══ RECORDS FOR THE EXERCISE

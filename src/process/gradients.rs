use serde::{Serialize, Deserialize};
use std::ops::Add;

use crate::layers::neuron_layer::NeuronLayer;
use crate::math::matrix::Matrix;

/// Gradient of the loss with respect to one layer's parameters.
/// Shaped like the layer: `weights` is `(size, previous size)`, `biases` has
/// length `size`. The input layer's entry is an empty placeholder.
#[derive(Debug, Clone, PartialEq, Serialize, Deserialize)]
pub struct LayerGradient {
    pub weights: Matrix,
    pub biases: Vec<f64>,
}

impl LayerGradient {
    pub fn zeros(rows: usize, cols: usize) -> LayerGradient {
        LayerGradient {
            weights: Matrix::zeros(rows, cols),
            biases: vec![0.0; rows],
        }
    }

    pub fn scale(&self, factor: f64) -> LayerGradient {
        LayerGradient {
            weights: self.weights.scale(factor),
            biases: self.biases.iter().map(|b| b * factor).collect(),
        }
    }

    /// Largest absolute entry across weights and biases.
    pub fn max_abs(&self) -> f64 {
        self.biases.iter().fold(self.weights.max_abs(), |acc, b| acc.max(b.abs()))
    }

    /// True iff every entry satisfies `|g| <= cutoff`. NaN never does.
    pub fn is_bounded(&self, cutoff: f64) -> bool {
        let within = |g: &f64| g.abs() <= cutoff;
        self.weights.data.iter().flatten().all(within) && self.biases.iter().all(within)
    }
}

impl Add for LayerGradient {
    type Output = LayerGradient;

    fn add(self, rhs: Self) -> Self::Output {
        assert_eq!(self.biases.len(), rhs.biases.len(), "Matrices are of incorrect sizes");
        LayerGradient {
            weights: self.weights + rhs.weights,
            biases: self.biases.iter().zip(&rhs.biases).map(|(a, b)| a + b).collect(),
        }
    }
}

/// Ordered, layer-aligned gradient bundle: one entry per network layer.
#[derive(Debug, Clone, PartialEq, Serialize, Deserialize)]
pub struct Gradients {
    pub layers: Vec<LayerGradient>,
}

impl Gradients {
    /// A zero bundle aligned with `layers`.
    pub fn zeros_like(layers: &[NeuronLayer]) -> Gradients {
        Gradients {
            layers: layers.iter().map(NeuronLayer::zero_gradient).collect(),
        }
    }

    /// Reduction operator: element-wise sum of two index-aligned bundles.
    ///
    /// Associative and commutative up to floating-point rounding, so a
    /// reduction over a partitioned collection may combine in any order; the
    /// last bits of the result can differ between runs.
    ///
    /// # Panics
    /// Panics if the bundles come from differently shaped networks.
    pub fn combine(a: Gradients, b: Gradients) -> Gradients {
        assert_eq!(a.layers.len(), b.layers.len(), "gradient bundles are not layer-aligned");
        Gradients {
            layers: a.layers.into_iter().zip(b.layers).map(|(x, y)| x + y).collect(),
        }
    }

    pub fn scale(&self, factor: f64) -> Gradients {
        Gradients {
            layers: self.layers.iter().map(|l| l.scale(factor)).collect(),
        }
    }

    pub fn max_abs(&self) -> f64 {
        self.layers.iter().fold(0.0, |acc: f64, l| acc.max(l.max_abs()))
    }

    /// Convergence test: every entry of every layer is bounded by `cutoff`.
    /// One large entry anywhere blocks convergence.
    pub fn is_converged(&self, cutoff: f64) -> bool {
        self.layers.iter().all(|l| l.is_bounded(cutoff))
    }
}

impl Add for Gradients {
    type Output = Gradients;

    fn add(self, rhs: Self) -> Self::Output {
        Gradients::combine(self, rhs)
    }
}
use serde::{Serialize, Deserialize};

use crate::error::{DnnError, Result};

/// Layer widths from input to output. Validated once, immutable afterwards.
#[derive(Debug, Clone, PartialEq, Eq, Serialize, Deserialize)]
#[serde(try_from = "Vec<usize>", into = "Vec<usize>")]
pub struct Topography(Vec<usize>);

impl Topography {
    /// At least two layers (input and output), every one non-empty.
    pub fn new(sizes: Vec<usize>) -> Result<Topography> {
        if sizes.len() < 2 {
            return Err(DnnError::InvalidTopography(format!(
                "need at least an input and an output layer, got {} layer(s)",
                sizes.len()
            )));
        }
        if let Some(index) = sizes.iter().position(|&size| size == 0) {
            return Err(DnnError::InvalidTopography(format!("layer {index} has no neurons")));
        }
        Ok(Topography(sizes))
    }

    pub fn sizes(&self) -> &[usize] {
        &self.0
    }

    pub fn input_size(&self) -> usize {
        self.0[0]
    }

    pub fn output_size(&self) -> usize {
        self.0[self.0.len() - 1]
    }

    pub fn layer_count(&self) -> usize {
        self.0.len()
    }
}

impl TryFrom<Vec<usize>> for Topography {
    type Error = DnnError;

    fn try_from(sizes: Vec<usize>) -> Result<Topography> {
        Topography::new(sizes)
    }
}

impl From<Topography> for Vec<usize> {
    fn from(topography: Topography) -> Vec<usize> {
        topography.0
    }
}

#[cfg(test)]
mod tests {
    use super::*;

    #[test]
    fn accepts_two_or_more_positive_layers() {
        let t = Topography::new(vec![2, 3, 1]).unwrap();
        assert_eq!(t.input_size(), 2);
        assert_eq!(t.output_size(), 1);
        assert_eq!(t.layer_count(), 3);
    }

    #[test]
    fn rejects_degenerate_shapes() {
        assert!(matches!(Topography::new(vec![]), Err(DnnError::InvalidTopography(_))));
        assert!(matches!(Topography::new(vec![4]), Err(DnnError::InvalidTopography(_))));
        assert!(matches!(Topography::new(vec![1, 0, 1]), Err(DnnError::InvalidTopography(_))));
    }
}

════

* **PROBLEM DESCRIPTION**
In the records above, the line with "self.biases.iter().fold(self.weights.max_abs(), |acc, b|" marks the start and the line with "pub fn scale(&self, factor: f64) -> Gradients" marks the end; copy that stretch exactly, both lines included, and nothing else.

* **COMPLETED TASK**
        self.biases.iter().fold(self.weights.max_abs(), |acc, b| acc.max(b.abs()))
    }

    /// True iff every entry satisfies `|g| <= cutoff`. NaN never does.
    pub fn is_bounded(&self, cutoff: f64) -> bool {
        let within = |g: &f64| g.abs() <= cutoff;
        self.weights.data.iter().flatten().all(within) && self.biases.iter().all(within)
    }
}

impl Add for LayerGradient {
    type Output = LayerGradient;

    fn add(self, rhs: Self) -> Self::Output {
        assert_eq!(self.biases.len(), rhs.biases.len(), "Matrices are of incorrect sizes");
        LayerGradient {
            weights: self.weights + rhs.weights,
            biases: self.biases.iter().zip(&rhs.biases).map(|(a, b)| a + b).collect(),
        }
    }
}

/// Ordered, layer-aligned gradient bundle: one entry per network layer.
#[derive(Debug, Clone, PartialEq, Serialize, Deserialize)]
pub struct Gradients {
    pub layers: Vec<LayerGradient>,
}

impl Gradients {
    /// A zero bundle aligned with `layers`.
    pub fn zeros_like(layers: &[NeuronLayer]) -> Gradients {
        Gradients {
            layers: layers.iter().map(NeuronLayer::zero_gradient).collect(),
        }
    }

    /// Reduction operator: element-wise sum of two index-aligned bundles.
    ///
    /// Associative and commutative up to floating-point rounding, so a
    /// reduction over a partitioned collection may combine in any order; the
    /// last bits of the result can differ between runs.
    ///
    /// # Panics
    /// Panics if the bundles come from differently shaped networks.
    pub fn combine(a: Gradients, b: Gradients) -> Gradients {
        assert_eq!(a.layers.len(), b.layers.len(), "gradient bundles are not layer-aligned");
        Gradients {
            layers: a.layers.into_iter().zip(b.layers).map(|(x, y)| x + y).collect(),
        }
    }

    pub fn scale(&self, factor: f64) -> Gradients {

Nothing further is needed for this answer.